==== Extracted information
use axum::{
    extract::{
        ws::{Message, WebSocket},
        State, WebSocketUpgrade,
    },
    response::Response,
};
use futures_util::{SinkExt, StreamExt};
use matinee_proto::{generate_peer_id, ClientMessage, PlaybackKind, ServerMessage};
use tokio::sync::mpsc;
use tracing::{debug, error, warn};

use crate::rooms::{PeerHandle, RoomRegistry};

/// WebSocket upgrade handler for the relay endpoint.
pub async fn websocket_handler(
    ws: WebSocketUpgrade,
    State(registry): State<RoomRegistry>,
) -> Response {
    ws.on_upgrade(move |socket| handle_socket(socket, registry))
}

async fn handle_socket(socket: WebSocket, registry: RoomRegistry) {
    let peer_id = generate_peer_id();
    let (mut sender, mut receiver) = socket.split();

    // Per-connection outbound queue, pumped into the socket by its own task
    // so relays from other connections never block on this socket.
    let (tx, mut rx) = mpsc::unbounded_channel::<ServerMessage>();

    let pump_peer = peer_id.clone();
    tokio::spawn(async move {
        while let Some(msg) = rx.recv().await {
            if let Ok(json) = serde_json::to_string(&msg) {
                if sender.send(Message::Text(json)).await.is_err() {
                    break;
                }
            }
        }
        debug!(peer = %pump_peer, "outbound pump ended");
    });

    debug!(peer = %peer_id, "websocket connected");

    while let Some(msg_result) = receiver.next().await {
        let msg = match msg_result {
            Ok(m) => m,
            Err(err) => {
                error!(peer = %peer_id, error = %err, "websocket error");
                break;
            }
        };

        match msg {
            Message::Text(text) => match serde_json::from_str::<ClientMessage>(&text) {
                Ok(client_msg) => handle_client_message(client_msg, &peer_id, &registry, &tx),
                Err(err) => {
                    warn!(peer = %peer_id, error = %err, "unparseable client message");
                    let _ = tx.send(ServerMessage::Error {
                        message: format!("invalid message: {err}"),
                    });
                }
            },
            Message::Close(_) => break,
            _ => {}
        }
    }

    // Membership ends with the connection. Remaining members are not told;
    // their machines keep whatever state they had.
    registry.remove_everywhere(&peer_id);
    debug!(peer = %peer_id, "websocket disconnected");
}

/// Dispatch one inbound message. The relay is stateless: everything except
/// `join` and `ping` is stamped with the sender identity and fanned out to
/// the rest of the sender's room.
fn handle_client_message(
    message: ClientMessage,
    peer_id: &str,
    registry: &RoomRegistry,
    tx: &mpsc::UnboundedSender<ServerMessage>,
) {
    match message {
        ClientMessage::Join { room } => {
            registry.join(
                &room,
                PeerHandle {
                    peer_id: peer_id.to_string(),
                    tx: tx.clone(),
                },
            );
            let _ = tx.send(ServerMessage::Joined {
                room,
                peer_id: peer_id.to_string(),
            });
        }
        ClientMessage::Play { room, position, seq } => {
            registry.broadcast_except(
                &room,
                peer_id,
                ServerMessage::playback_from(peer_id, PlaybackKind::Play, position, seq),
            );
        }
        ClientMessage::Pause { room, position, seq } => {
            registry.broadcast_except(
                &room,
                peer_id,
                ServerMessage::playback_from(peer_id, PlaybackKind::Pause, position, seq),
            );
        }
        ClientMessage::Seek { room, position, seq } => {
            registry.broadcast_except(
                &room,
                peer_id,
                ServerMessage::playback_from(peer_id, PlaybackKind::Seek, position, seq),
            );
        }
        ClientMessage::CallIntent { room, offer } => {
            registry.broadcast_except(
                &room,
                peer_id,
                ServerMessage::IncomingCall {
                    from_peer: peer_id.to_string(),
                    offer,
                },
            );
        }
        ClientMessage::CallAnswer { room, answer } => {
            registry.broadcast_except(&room, peer_id, ServerMessage::CallAccepted { answer });
        }
        ClientMessage::Reaction { room, emoji } => {
            registry.broadcast_except(&room, peer_id, ServerMessage::ReceiveReaction { emoji });
        }
        ClientMessage::FileChange { room, file_name } => {
            registry.broadcast_except(
                &room,
                peer_id,
                ServerMessage::ReceiveFileChange { file_name },
            );
        }
        ClientMessage::Ping => {
            let _ = tx.send(ServerMessage::Pong);
        }
    }
}
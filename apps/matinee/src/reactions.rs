use rand::Rng;
use std::sync::Arc;
use std::time::{Duration, Instant};

/// How long one reaction stays on the overlay.
pub const REACTION_TTL: Duration = Duration::from_millis(2000);

/// Outbound half: fan the emoji out to the room.
pub trait ReactionOutlet: Send + Sync {
    fn emit(&self, emoji: &str);
}

/// One floating emoji on the overlay.
#[derive(Debug, Clone)]
pub struct Reaction {
    pub emoji: String,
    /// Horizontal position as a percentage of the overlay width.
    pub column_pct: u8,
    pub shown_at: Instant,
}

/// The ephemeral reaction overlay. Local and remote reactions display
/// identically and expire independently; nothing here is ordered,
/// deduplicated, or acknowledged.
pub struct ReactionBoard {
    outlet: Arc<dyn ReactionOutlet>,
    active: Vec<Reaction>,
}

impl ReactionBoard {
    pub fn new(outlet: Arc<dyn ReactionOutlet>) -> Self {
        Self {
            outlet,
            active: Vec::new(),
        }
    }

    /// Show an emoji locally and fan it out to the room.
    pub fn send(&mut self, emoji: &str, now: Instant) {
        self.display(emoji, now);
        self.outlet.emit(emoji);
    }

    /// Show an emoji a peer sent. Indistinguishable from a local send.
    pub fn apply_remote(&mut self, emoji: &str, now: Instant) {
        self.display(emoji, now);
    }

    fn display(&mut self, emoji: &str, now: Instant) {
        let column_pct = rand::thread_rng().gen_range(20..=80);
        self.active.push(Reaction {
            emoji: emoji.to_string(),
            column_pct,
            shown_at: now,
        });
    }

    /// Drop every reaction whose display window has elapsed.
    pub fn prune(&mut self, now: Instant) {
        self.active
            .retain(|r| now.duration_since(r.shown_at) < REACTION_TTL);
    }

    pub fn visible(&self) -> &[Reaction] {
        &self.active
    }
}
========
> _Action item_
Reply by stating only how many lines in the listing hold the word "WebSocketUpgrade".

> _Written reply_
2